IDSD2026 Oral Communication Abstracts Session 2 (8 abstracts)
1Department of Internal Medicine and Pediatrics, University of Ghent, Belgium; 2Department of Pediatrics, Erasmus Medical Center Rotterdam Sophia Childrens Hospital, Netherlands; 3Department of Pediatrics Pediatric Endocrinology & Diabetology Service, Ghent University Hospital, Belgium; 4Department of Child and Adolescent Psychiatry, Erasmus Medical Center Rotterdam Sophia Childrens Hospital, Netherlands. Correspondence to: [email protected]
Background: Many patients with 46, XX congenital adrenal hyperplasia (CAH) were born with a masculinized genital appearance. Early feminizing surgery has been offered to promote acceptance of gender, optimize social participation and to enable penovaginal intercourse. These procedures have been criticized for being unethical and harmful. The Belgian and Dutch Ministries of Health explore possibilities to legally prohibit genital feminizing and masculinizing surgery in underaged children.
Aim: TO explore the perspectives of Belgian and Dutch women diagnosed with CAH, who underwent genital surgery in childhood, on the discussion described above.
Methods: Two focus groups - one in Belgium, one in The Netherlands - to discuss participants experiences and perspectives on the present debate. Participants were 18 years or above, had been diagnosed with 46,XX CAH and had undergone feminizing surgery in childhood. Discussions were audio-recorded, transcribed and uploaded in NVivo, software for computer-assisted non-numerical data analysis to conduct thematic analysis.
Results: Ten women aged 24 65years, volunteered; five participated in the focus groups and five shared their experiences in an individual interview as they felt uncomfortable to do this in a group. Four women had given birth to nine children. All women emphasized that feminizing surgery facilitates social participation, psychological wellbeing and body acceptance. Older women stressed the psychological burden of growing up with an atypical genital appearance and the desire for congruence between body and gender identity. Women agreed that invasive and irreversible surgery had disregarded their bodily integrity and autonomy. They noticed a challenge to determine an appropriate cut-off age at which such surgeries can be done and decisional distress in adolescence.

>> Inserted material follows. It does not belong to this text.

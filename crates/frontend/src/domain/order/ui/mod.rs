pub mod create;
pub mod list;

pub use list::OrderList;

Conclusions: Although participants reported psychological distress, physical discomfort and traumatic memories related to surgery and follow-up examinations, they valued alignment of body and gender and protection against societal harm. We observed a gap between the complex lived experience of patients with CAH and activists perspectives, underscoring the necessity for patient-centered management and further investigations in both surgical and non-surgical options for CAH. Important limitations in our study were the absence of participants who identified as male or non-binary and the small number of participants.